Y después yo me iba al baño y miraba fascinado un mapa enorme de Uruguay, y pronunciaba en voz alta los nombres de los lugares donde me habría gustado nacer: Durazno, Canelones, Treinta y Tres. Mi vieja golpeaba la puerta del baño y me gritaba:
—¡Hernán! ¿Qué estás haciendo tanto tiempo ahí adentro?
Yo plegaba el mapa, rojo de vergüenza, y tiraba la cadena para disimular, pero escuchaba que ella le decía a mi papá en voz baja:
—Tu hijo está otra vez metido en el baño con el mapa de Uruguay… Roberto, tenés que hacer algo.
En el colegio, cuando todos cantaban el himno, yo cambiaba en secreto algunos versos. «Oíd mortales, el grito sagrado: Uruguay, Uruguay, Uruguay», decía yo.

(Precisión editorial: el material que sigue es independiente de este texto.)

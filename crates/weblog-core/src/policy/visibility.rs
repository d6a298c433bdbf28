//! Post visibility policy.

use chrono::{DateTime, Utc};

use crate::domain::{Actor, PostView};

/// Decide whether `viewer` may read `post` at instant `now`.
///
/// Authors always see their own posts, drafts and future-dated ones
/// included. Everyone else sees a post only while it is published, its
/// category is published and its pub_date has elapsed.
///
/// Callers guarding a detail fetch must surface a failed check as "not
/// found", never "forbidden", so unpublished posts do not leak their
/// existence.
pub fn is_visible(viewer: Option<&Actor>, post: &PostView, now: DateTime<Utc>) -> bool {
    if viewer.is_some_and(|v| v.id == post.author_id) {
        return true;
    }
    post.is_published && post.category_is_published && post.pub_date <= now
}

#[cfg(test)]
mod tests {
    use chrono::TimeDelta;
    use uuid::Uuid;

    use super::*;

    fn actor(id: Uuid) -> Actor {
        Actor {
            id,
            is_superuser: false,
        }
    }

    fn view(author_id: Uuid, is_published: bool, category_published: bool) -> PostView {
        let now = Utc::now();
        PostView {
            id: Uuid::new_v4(),
            title: "title".into(),
            text: "text".into(),
            author_id,
            author_username: "author".into(),
            category_id: Uuid::new_v4(),
            category_title: "Travel".into(),
            category_slug: "travel".into(),
            category_is_published: category_published,
            location_name: None,
            pub_date: now - TimeDelta::days(1),
            is_published,
            comment_count: 0,
            created_at: now,
        }
    }

    #[test]
    fn published_post_is_visible_to_anonymous() {
        let post = view(Uuid::new_v4(), true, true);
        assert!(is_visible(None, &post, Utc::now()));
    }

    #[test]
    fn unpublished_post_is_visible_only_to_author() {
        let author_id = Uuid::new_v4();
        let post = view(author_id, false, true);
        let now = Utc::now();

        assert!(is_visible(Some(&actor(author_id)), &post, now));
        assert!(!is_visible(Some(&actor(Uuid::new_v4())), &post, now));
        assert!(!is_visible(None, &post, now));
    }

    #[test]
    fn future_pub_date_hides_post_regardless_of_flags() {
        let author_id = Uuid::new_v4();
        let mut post = view(author_id, true, true);
        let now = Utc::now();
        post.pub_date = now + TimeDelta::days(2);

        assert!(!is_visible(None, &post, now));
        assert!(!is_visible(Some(&actor(Uuid::new_v4())), &post, now));
        // The author still sees their scheduled post.
        assert!(is_visible(Some(&actor(author_id)), &post, now));
    }

    #[test]
    fn pub_date_exactly_now_is_visible() {
        let mut post = view(Uuid::new_v4(), true, true);
        let now = Utc::now();
        post.pub_date = now;
        assert!(is_visible(None, &post, now));
    }

    #[test]
    fn unpublished_category_hides_post_from_non_authors() {
        let author_id = Uuid::new_v4();
        let post = view(author_id, true, false);
        let now = Utc::now();

        assert!(!is_visible(None, &post, now));
        assert!(!is_visible(Some(&actor(Uuid::new_v4())), &post, now));
        assert!(is_visible(Some(&actor(author_id)), &post, now));
    }

    #[test]
    fn superuser_flag_grants_no_read_shortcut() {
        // Visibility is about authorship, not privilege: a superuser who
        // is not the author sees exactly what anonymous sees.
        let post = view(Uuid::new_v4(), false, true);
        let admin = Actor {
            id: Uuid::new_v4(),
            is_superuser: true,
        };
        assert!(!is_visible(Some(&admin), &post, Utc::now()));
    }
}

Y con el tiempo, en vez de achicarse, la necesidad de ser uruguayo crecía en mi pecho. Una vez estaba con mi familia en Mar del Plata y me lo crucé a Eduardo D’Angelo por la calle. Era mi ídolo (el de Comicolor), era más ídolo que Espalter y que Almada. Eduardo D’Angelo era un dios para mí, que podía hacer todas las voces del mundo. Y lo vi pasar, y no me animé a pedirle un autógrafo, porque me pareció ilegal molestar a un uruguayo.
En una época de mi juventud incluso aprendí a ponerme el termo en el sobaco y cebar con la misma mano. En otra época, salía con el mate a la calle para que la gente me viera y dijera: «Ahí va un uruguayo».
Después, por fin, empecé a viajar y conocí uruguayos en persona. Nunca conocí a un uruguayo malo, o cancherito, o pretencioso. Incluso los muertos, los que nunca toqué. Quiroga, Felisberto, Onetti. A veces, cuando un uruguayo me quiere hacer enojar y me dice que Gardel no es argentino, que nació del otro lado del Río de la Plata, yo para mis adentros pienso: «A mí me pasa lo mismo».
La milonga de Borges me pone la piel de gallina. Hace un rato, la busqué en Internet para agregarla a este texto y me volvió a conmover. Dice:
Hombro a hombro o pecho a pecho,
cuántas veces combatimos.
¡Cuántas veces nos corrieron,
cuántas veces los corrimos!
[…]
Milonga para que el tiempo
vaya borrando fronteras;
por algo tienen los mismos
colores las dos banderas.
Habla de eso, Borges. De ese sentimiento extraño donde no importan las diferencias. Somos un mismo pueblo que no comparte nombre… Yo me siento partido al medio, pero muchas veces más de aquel lado que de este.
Y la verdad es que siento un amor no correspondido por Uruguay. Yo sé que a ellos no les pasa lo mismo, pero no importa. Un poco los entiendo, porque soy de provincia. Es muy choto tener a tanto porteño cerca. No es fácil.
Pero cada vez que hay un mundial, por ejemplo, y Argentina se queda afuera antes de tiempo, saber que Uruguay sigue adentro es un consuelo hermoso. La Celeste es mi rueda de auxilio cuando pinchamos en un mundial. Porque en el fondo yo sé que ellos son como nosotros, pero sin los defectos.
Estamos hechos del mismo barro. Esa es la diferencia entre ser hermanos de sangre o solamente un país limítrofe. Yo ya tengo un país limítrofe a la derecha del mapa, del otro lado, y es suficiente. Pero a la izquierda, del lado del corazón, tengo a unos hermanos del alma.
Nota: este texto yo lo escribí en 2005, y de verdad, juro, me pasé cuarenta años sin saber por qué yo tenía ese sentimiento. Hasta que, en diciembre de 2015, estando en Montevideo, tuve un infarto y me salvaron la vida unos desconocidos montevideanos, y la salud pública del Uruguay. Y entonces supe, supe, que lo que a mí me pasaba de chico no venía de atrás, no venía del pasado. Supe que lo que me pasaba venía del futuro. Algo me decía, cuando era chico, «vos vas a nacer de nuevo una tarde de domingo, y va a ser en Montevideo».